[[ RECORDS SHOWN open ]]

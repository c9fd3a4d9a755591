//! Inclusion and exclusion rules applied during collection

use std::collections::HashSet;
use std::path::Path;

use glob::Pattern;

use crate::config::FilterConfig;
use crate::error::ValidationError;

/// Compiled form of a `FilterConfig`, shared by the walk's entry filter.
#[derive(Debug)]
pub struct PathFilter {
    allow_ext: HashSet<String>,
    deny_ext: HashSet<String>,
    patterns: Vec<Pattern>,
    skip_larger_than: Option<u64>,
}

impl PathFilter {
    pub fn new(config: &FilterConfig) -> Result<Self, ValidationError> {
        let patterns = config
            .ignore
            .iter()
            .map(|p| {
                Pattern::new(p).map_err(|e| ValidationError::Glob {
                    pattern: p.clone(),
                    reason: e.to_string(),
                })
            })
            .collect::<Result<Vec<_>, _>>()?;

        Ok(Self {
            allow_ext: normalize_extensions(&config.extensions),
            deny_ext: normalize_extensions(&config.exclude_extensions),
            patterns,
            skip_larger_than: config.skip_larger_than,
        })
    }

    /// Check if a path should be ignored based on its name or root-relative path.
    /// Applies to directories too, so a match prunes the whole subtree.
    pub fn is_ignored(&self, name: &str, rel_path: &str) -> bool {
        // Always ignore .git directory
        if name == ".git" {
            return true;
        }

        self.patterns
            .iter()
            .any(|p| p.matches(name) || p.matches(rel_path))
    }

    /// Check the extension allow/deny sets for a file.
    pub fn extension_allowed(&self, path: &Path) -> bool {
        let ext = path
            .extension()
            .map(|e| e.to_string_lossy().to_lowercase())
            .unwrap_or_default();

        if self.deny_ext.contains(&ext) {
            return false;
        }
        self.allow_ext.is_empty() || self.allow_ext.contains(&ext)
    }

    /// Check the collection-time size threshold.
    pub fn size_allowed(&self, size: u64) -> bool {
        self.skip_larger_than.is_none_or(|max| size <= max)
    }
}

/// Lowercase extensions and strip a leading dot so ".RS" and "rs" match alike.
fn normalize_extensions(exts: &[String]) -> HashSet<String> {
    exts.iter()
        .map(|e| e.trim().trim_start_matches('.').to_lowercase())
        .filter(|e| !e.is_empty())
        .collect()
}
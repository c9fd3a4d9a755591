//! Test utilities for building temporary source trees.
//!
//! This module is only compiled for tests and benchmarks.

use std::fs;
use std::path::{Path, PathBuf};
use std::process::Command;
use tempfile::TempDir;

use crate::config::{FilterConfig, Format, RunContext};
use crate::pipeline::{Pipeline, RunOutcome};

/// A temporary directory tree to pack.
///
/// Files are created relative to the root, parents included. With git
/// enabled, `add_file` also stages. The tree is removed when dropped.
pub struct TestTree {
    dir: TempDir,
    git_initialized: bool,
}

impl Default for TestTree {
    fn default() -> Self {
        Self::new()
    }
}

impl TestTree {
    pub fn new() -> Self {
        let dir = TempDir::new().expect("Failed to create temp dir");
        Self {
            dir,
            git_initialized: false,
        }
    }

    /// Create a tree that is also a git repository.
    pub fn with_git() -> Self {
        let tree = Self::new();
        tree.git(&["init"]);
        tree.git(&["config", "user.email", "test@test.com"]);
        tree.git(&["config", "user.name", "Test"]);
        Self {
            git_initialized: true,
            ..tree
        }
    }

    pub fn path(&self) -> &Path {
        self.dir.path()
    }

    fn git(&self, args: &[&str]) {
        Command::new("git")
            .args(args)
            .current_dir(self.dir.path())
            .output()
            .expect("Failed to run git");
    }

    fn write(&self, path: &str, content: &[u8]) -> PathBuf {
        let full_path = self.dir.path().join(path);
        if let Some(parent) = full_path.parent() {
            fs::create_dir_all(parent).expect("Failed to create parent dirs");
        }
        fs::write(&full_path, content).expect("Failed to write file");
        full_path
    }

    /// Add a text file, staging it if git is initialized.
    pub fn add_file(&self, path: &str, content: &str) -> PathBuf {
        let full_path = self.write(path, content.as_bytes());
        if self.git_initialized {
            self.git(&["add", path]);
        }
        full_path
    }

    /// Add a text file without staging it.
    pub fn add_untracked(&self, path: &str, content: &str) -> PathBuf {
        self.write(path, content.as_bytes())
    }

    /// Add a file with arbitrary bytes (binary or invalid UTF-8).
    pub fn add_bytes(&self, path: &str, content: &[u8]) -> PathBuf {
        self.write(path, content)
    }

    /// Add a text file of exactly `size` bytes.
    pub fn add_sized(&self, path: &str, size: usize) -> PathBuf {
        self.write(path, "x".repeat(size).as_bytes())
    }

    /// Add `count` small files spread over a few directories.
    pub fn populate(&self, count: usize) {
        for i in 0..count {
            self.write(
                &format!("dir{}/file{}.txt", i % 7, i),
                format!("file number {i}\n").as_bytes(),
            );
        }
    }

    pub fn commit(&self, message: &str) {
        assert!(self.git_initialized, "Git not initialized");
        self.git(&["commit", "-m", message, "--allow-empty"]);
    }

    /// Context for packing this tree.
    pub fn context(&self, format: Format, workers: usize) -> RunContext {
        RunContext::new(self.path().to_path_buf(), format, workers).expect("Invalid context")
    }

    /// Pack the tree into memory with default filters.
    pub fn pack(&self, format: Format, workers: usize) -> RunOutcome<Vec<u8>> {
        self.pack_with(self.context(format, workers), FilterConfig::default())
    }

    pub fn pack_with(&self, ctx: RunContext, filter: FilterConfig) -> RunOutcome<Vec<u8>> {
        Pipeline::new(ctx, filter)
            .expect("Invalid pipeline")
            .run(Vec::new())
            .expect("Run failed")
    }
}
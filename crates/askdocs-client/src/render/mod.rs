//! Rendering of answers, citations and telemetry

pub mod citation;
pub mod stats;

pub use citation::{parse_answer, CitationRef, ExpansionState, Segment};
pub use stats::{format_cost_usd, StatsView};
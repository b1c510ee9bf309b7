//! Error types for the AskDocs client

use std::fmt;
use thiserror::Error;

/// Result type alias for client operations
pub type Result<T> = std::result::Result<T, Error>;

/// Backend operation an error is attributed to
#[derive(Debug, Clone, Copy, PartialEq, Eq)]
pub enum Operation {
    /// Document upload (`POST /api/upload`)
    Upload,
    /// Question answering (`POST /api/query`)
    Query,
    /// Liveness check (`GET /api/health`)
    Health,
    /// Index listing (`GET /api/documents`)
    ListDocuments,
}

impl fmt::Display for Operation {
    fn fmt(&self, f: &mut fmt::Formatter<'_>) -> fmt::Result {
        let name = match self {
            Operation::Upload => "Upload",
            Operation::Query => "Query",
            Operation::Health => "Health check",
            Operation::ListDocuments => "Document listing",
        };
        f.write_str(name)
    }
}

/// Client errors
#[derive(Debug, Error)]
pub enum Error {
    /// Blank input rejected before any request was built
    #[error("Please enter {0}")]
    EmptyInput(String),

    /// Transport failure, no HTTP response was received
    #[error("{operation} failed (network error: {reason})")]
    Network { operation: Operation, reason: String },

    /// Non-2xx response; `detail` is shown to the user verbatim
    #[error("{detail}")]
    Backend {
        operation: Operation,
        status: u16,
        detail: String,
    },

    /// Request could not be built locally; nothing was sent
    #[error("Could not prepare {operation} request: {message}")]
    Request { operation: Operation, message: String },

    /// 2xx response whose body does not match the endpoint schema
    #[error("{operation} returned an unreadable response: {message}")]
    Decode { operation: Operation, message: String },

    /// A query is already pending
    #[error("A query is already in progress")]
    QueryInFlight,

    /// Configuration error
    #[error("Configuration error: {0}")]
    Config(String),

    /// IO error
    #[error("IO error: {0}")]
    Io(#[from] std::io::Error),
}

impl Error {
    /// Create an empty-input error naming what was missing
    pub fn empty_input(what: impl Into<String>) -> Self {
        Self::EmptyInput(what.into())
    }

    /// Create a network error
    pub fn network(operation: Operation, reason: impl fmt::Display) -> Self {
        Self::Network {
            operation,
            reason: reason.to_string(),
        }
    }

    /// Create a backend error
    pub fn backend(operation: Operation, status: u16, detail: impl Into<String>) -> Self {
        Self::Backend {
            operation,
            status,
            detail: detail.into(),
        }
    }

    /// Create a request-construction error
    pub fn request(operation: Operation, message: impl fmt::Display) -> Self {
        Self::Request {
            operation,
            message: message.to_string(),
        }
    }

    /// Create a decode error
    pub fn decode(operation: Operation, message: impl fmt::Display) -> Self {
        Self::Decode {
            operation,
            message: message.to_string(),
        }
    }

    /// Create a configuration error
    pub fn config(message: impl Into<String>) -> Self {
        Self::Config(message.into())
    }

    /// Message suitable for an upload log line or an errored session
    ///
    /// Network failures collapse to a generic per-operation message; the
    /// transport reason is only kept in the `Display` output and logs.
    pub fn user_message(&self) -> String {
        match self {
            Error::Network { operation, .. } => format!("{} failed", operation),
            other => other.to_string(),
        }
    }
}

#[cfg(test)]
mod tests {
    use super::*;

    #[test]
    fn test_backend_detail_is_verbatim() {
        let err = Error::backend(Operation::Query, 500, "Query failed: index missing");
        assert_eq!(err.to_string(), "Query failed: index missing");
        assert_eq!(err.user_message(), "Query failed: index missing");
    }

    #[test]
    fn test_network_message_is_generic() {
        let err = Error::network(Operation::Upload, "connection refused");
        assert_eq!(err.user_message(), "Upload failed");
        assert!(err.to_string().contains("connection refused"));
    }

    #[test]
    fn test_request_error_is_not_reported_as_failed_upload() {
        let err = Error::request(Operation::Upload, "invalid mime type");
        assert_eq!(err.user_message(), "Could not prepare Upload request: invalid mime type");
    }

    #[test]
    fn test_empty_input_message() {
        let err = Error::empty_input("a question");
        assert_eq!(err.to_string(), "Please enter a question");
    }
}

[[ RECORDS SHOWN closed ]]

#### TASK DIRECTIONS
Read the listing. Report every line that includes the word "Please".

#### REPLY TO THE TASK
    #[error("Please enter {0}")]
        assert_eq!(err.to_string(), "Please enter a question");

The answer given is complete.